About this exercise:
Beginning at the top of the data below, write out every line exactly until you reach the line with "if it exists.", and include that line.

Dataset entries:
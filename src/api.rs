//! Path-based convenience entry points.

use std::fs::File;
use std::io::{BufReader, BufWriter, Write};
use std::path::Path;

use crate::entity::Entity;
use crate::error::Result;
use crate::format::DEFAULT_MAX_DEPTH;
use crate::{reader, writer};

/// The main entry point for saving and loading MUG files.
///
/// These wrap the stream-level [`write`](crate::write) and
/// [`read`](crate::read) with buffered file I/O; anything that is not a
/// plain file on disk goes through the stream functions directly.
#[derive(Debug)]
pub struct Mug;

impl Mug {
    /// Serializes `root` to a file, truncating it if it exists.
    pub fn save<P: AsRef<Path>>(path: P, root: &Entity) -> Result<()> {
        let file = File::create(path)?;
        let mut writer = BufWriter::new(file);
        writer::write(&mut writer, root)?;
        writer.flush()?;
        Ok(())
    }

    /// Deserializes the document stored at `path` and returns its root.
    pub fn load<P: AsRef<Path>>(path: P) -> Result<Entity> {
        Self::load_with_limit(path, DEFAULT_MAX_DEPTH)
    }

    /// [`load`](Self::load) with an explicit nesting-depth limit.
    pub fn load_with_limit<P: AsRef<Path>>(path: P, max_depth: usize) -> Result<Entity> {
        let file = File::open(path)?;
        let mut reader = BufReader::new(file);
        reader::read_with_limit(&mut reader, max_depth)
    }
}
//! Encoding and decoding of a single attribute value.
//!
//! A [`Value`] is a homogeneous run of components of one [`ComponentKind`]:
//! a scalar is a run of length 1, a fixed-arity vector has exactly the
//! component count its tag implies, and an array has any count. The tag is
//! the sole source of layout on the wire:
//!
//! - **Scalar / fixed vector**: the components back to back, little-endian,
//!   no prefix — the count is implied by the tag.
//! - **Array**: a VarUint element count, then the components.
//! - **Strings**: each element is a VarUint byte length followed by the raw
//!   UTF-8 bytes, no terminator; a string array prefixes a VarUint count.
//!
//! [`read_value`] consumes exactly the bytes [`write_value`] produced for
//! the same tag and logical value. Unsigned and signed integers round-trip
//! bit-exactly, including `u64` values with the high bit set. Half-precision
//! floats use [`half::f16`], so they are held at wire precision in memory
//! and also round-trip bit-exactly.

use std::io::{ErrorKind, Read, Write};

use half::f16;

use crate::error::{MugError, Result};
use crate::types::{Arity, AttributeType, ComponentKind};
use crate::varuint::{read_varuint, varuint_len, write_varuint};

/// Upper bound on speculative decode-side preallocation, in elements or
/// bytes. Declared counts come from the stream, so a hostile length must
/// not translate into a huge allocation before any payload has been read;
/// vectors grow organically past this point.
const PREALLOC_LIMIT: usize = 4096;

/// A single attribute value: one homogeneous run of components.
///
/// The runtime shape (component kind and count) must match the arity the
/// attribute's type tag implies; [`write_value`] rejects mismatches with
/// [`MugError::ValueShape`].
#[derive(Debug, Clone, PartialEq)]
#[cfg_attr(feature = "serde", derive(serde::Serialize, serde::Deserialize))]
pub enum Value {
    /// Unsigned 8-bit components.
    U8(Vec<u8>),
    /// Unsigned 16-bit components.
    U16(Vec<u16>),
    /// Unsigned 32-bit components.
    U32(Vec<u32>),
    /// Unsigned 64-bit components.
    U64(Vec<u64>),
    /// Signed 8-bit components.
    I8(Vec<i8>),
    /// Signed 16-bit components.
    I16(Vec<i16>),
    /// Signed 32-bit components.
    I32(Vec<i32>),
    /// Signed 64-bit components.
    I64(Vec<i64>),
    /// Half-precision float components.
    F16(Vec<f16>),
    /// Single-precision float components.
    F32(Vec<f32>),
    /// Double-precision float components.
    F64(Vec<f64>),
    /// UTF-8 string components.
    Str(Vec<String>),
}

impl Value {
    /// The component kind of this value.
    pub fn kind(&self) -> ComponentKind {
        match self {
            Self::U8(_) => ComponentKind::U8,
            Self::U16(_) => ComponentKind::U16,
            Self::U32(_) => ComponentKind::U32,
            Self::U64(_) => ComponentKind::U64,
            Self::I8(_) => ComponentKind::I8,
            Self::I16(_) => ComponentKind::I16,
            Self::I32(_) => ComponentKind::I32,
            Self::I64(_) => ComponentKind::I64,
            Self::F16(_) => ComponentKind::F16,
            Self::F32(_) => ComponentKind::F32,
            Self::F64(_) => ComponentKind::F64,
            Self::Str(_) => ComponentKind::Str,
        }
    }

    /// Number of components.
    pub fn len(&self) -> usize {
        match self {
            Self::U8(v) => v.len(),
            Self::U16(v) => v.len(),
            Self::U32(v) => v.len(),
            Self::U64(v) => v.len(),
            Self::I8(v) => v.len(),
            Self::I16(v) => v.len(),
            Self::I32(v) => v.len(),
            Self::I64(v) => v.len(),
            Self::F16(v) => v.len(),
            Self::F32(v) => v.len(),
            Self::F64(v) => v.len(),
            Self::Str(v) => v.len(),
        }
    }

    /// Returns true if the value has no components.
    pub fn is_empty(&self) -> bool {
        self.len() == 0
    }

    /// The string content of a scalar string value, if that is what this is.
    pub fn as_str(&self) -> Option<&str> {
        match self {
            Self::Str(v) if v.len() == 1 => Some(&v[0]),
            _ => None,
        }
    }
}

macro_rules! impl_value_from {
    ($($variant:ident: $t:ty),* $(,)?) => {$(
        impl From<$t> for Value {
            fn from(v: $t) -> Self {
                Self::$variant(vec![v])
            }
        }
        impl From<Vec<$t>> for Value {
            fn from(v: Vec<$t>) -> Self {
                Self::$variant(v)
            }
        }
    )*};
}

impl_value_from!(
    U8: u8, U16: u16, U32: u32, U64: u64,
    I8: i8, I16: i16, I32: i32, I64: i64,
    F16: f16, F32: f32, F64: f64, Str: String,
);

impl From<&str> for Value {
    fn from(v: &str) -> Self {
        Self::Str(vec![v.to_owned()])
    }
}

/// Encodes `value` under the layout `ty` implies.
///
/// Fails with [`MugError::ValueShape`] before writing anything if the
/// value's component kind does not match the tag, or if a fixed-arity tag
/// is given the wrong component count.
pub fn write_value<W: Write>(writer: &mut W, ty: AttributeType, value: &Value) -> Result<()> {
    let (kind, arity) = ty.layout();
    if value.kind() != kind {
        return Err(MugError::ValueShape(format!(
            "type {ty:?} carries {kind:?} components, got {:?}",
            value.kind()
        )));
    }
    match arity {
        Arity::Fixed(expected) if value.len() != expected => {
            return Err(MugError::ValueShape(format!(
                "type {ty:?} carries exactly {expected} component(s), got {}",
                value.len()
            )));
        }
        Arity::Fixed(_) => {}
        Arity::Array => write_varuint(writer, value.len() as u64)?,
    }

    match value {
        Value::U8(v) => write_components(writer, v, |x| x.to_le_bytes()),
        Value::U16(v) => write_components(writer, v, |x| x.to_le_bytes()),
        Value::U32(v) => write_components(writer, v, |x| x.to_le_bytes()),
        Value::U64(v) => write_components(writer, v, |x| x.to_le_bytes()),
        Value::I8(v) => write_components(writer, v, |x| x.to_le_bytes()),
        Value::I16(v) => write_components(writer, v, |x| x.to_le_bytes()),
        Value::I32(v) => write_components(writer, v, |x| x.to_le_bytes()),
        Value::I64(v) => write_components(writer, v, |x| x.to_le_bytes()),
        Value::F16(v) => write_components(writer, v, |x| x.to_le_bytes()),
        Value::F32(v) => write_components(writer, v, |x| x.to_le_bytes()),
        Value::F64(v) => write_components(writer, v, |x| x.to_le_bytes()),
        Value::Str(v) => {
            for s in v {
                write_string(writer, s)?;
            }
            Ok(())
        }
    }
}

/// Decodes the value a `ty`-tagged attribute carries.
///
/// Consumes exactly the bytes the corresponding [`write_value`] produced.
/// Truncated input propagates as an `UnexpectedEof` I/O error.
pub fn read_value<R: Read>(reader: &mut R, ty: AttributeType) -> Result<Value> {
    let (kind, arity) = ty.layout();
    let count = match arity {
        Arity::Fixed(n) => n,
        Arity::Array => checked_len(read_varuint(reader)?)?,
    };

    Ok(match kind {
        ComponentKind::U8 => Value::U8(read_components(reader, count, u8::from_le_bytes)?),
        ComponentKind::U16 => Value::U16(read_components(reader, count, u16::from_le_bytes)?),
        ComponentKind::U32 => Value::U32(read_components(reader, count, u32::from_le_bytes)?),
        ComponentKind::U64 => Value::U64(read_components(reader, count, u64::from_le_bytes)?),
        ComponentKind::I8 => Value::I8(read_components(reader, count, i8::from_le_bytes)?),
        ComponentKind::I16 => Value::I16(read_components(reader, count, i16::from_le_bytes)?),
        ComponentKind::I32 => Value::I32(read_components(reader, count, i32::from_le_bytes)?),
        ComponentKind::I64 => Value::I64(read_components(reader, count, i64::from_le_bytes)?),
        ComponentKind::F16 => Value::F16(read_components(reader, count, f16::from_le_bytes)?),
        ComponentKind::F32 => Value::F32(read_components(reader, count, f32::from_le_bytes)?),
        ComponentKind::F64 => Value::F64(read_components(reader, count, f64::from_le_bytes)?),
        ComponentKind::Str => {
            let mut out = Vec::with_capacity(count.min(PREALLOC_LIMIT));
            for _ in 0..count {
                out.push(read_string(reader)?);
            }
            Value::Str(out)
        }
    })
}

/// Number of bytes [`write_value`] produces for `value` under `ty`,
/// assuming the shape already matches the tag.
pub fn value_encoded_len(ty: AttributeType, value: &Value) -> usize {
    let (kind, arity) = ty.layout();
    let prefix = match arity {
        Arity::Array => varuint_len(value.len() as u64),
        Arity::Fixed(_) => 0,
    };
    let body = match value {
        Value::Str(v) => v.iter().map(|s| varuint_len(s.len() as u64) + s.len()).sum(),
        _ => value.len() * kind.width(),
    };
    prefix + body
}

/// Writes a scalar-string encoding: VarUint byte length + UTF-8 bytes,
/// no terminator. Also used by the tree codec for entity/attribute names.
pub fn write_string<W: Write>(writer: &mut W, value: &str) -> Result<()> {
    write_varuint(writer, value.len() as u64)?;
    writer.write_all(value.as_bytes())?;
    Ok(())
}

/// Reads a scalar-string encoding.
///
/// Fails with [`MugError::Format`] if the payload is not valid UTF-8, and
/// with `UnexpectedEof` if the stream ends before the declared length.
pub fn read_string<R: Read>(reader: &mut R) -> Result<String> {
    let declared = read_varuint(reader)?;
    let len = checked_len(declared)?;
    let mut bytes = Vec::with_capacity(len.min(PREALLOC_LIMIT));
    let read = reader.by_ref().take(declared).read_to_end(&mut bytes)?;
    if read < len {
        return Err(std::io::Error::new(
            ErrorKind::UnexpectedEof,
            format!("string body ends after {read} of {len} bytes"),
        )
        .into());
    }
    String::from_utf8(bytes)
        .map_err(|e| MugError::Format(format!("string field is not valid UTF-8: {e}")))
}

/// Narrows a wire-declared length to `usize`.
fn checked_len(declared: u64) -> Result<usize> {
    usize::try_from(declared).map_err(|_| {
        MugError::Format(format!("declared length {declared} exceeds addressable memory"))
    })
}

fn write_components<W, T, const N: usize>(
    writer: &mut W,
    items: &[T],
    encode: impl Fn(&T) -> [u8; N],
) -> Result<()>
where
    W: Write,
{
    for item in items {
        writer.write_all(&encode(item))?;
    }
    Ok(())
}

fn read_components<R, T, const N: usize>(
    reader: &mut R,
    count: usize,
    decode: impl Fn([u8; N]) -> T,
) -> Result<Vec<T>>
where
    R: Read,
{
    let mut out = Vec::with_capacity(count.min(PREALLOC_LIMIT));
    let mut buf = [0u8; N];
    for _ in 0..count {
        reader.read_exact(&mut buf)?;
        out.push(decode(buf));
    }
    Ok(out)
}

Output for this exercise:
filename src/api.rs
//! Path-based convenience entry points.

use std::fs::File;
use std::io::{BufReader, BufWriter, Write};
use std::path::Path;

use crate::entity::Entity;
use crate::error::Result;
use crate::format::DEFAULT_MAX_DEPTH;
use crate::{reader, writer};

/// The main entry point for saving and loading MUG files.
///
/// These wrap the stream-level [`write`](crate::write) and
/// [`read`](crate::read) with buffered file I/O; anything that is not a
/// plain file on disk goes through the stream functions directly.
#[derive(Debug)]
pub struct Mug;

impl Mug {
    /// Serializes `root` to a file, truncating it if it exists.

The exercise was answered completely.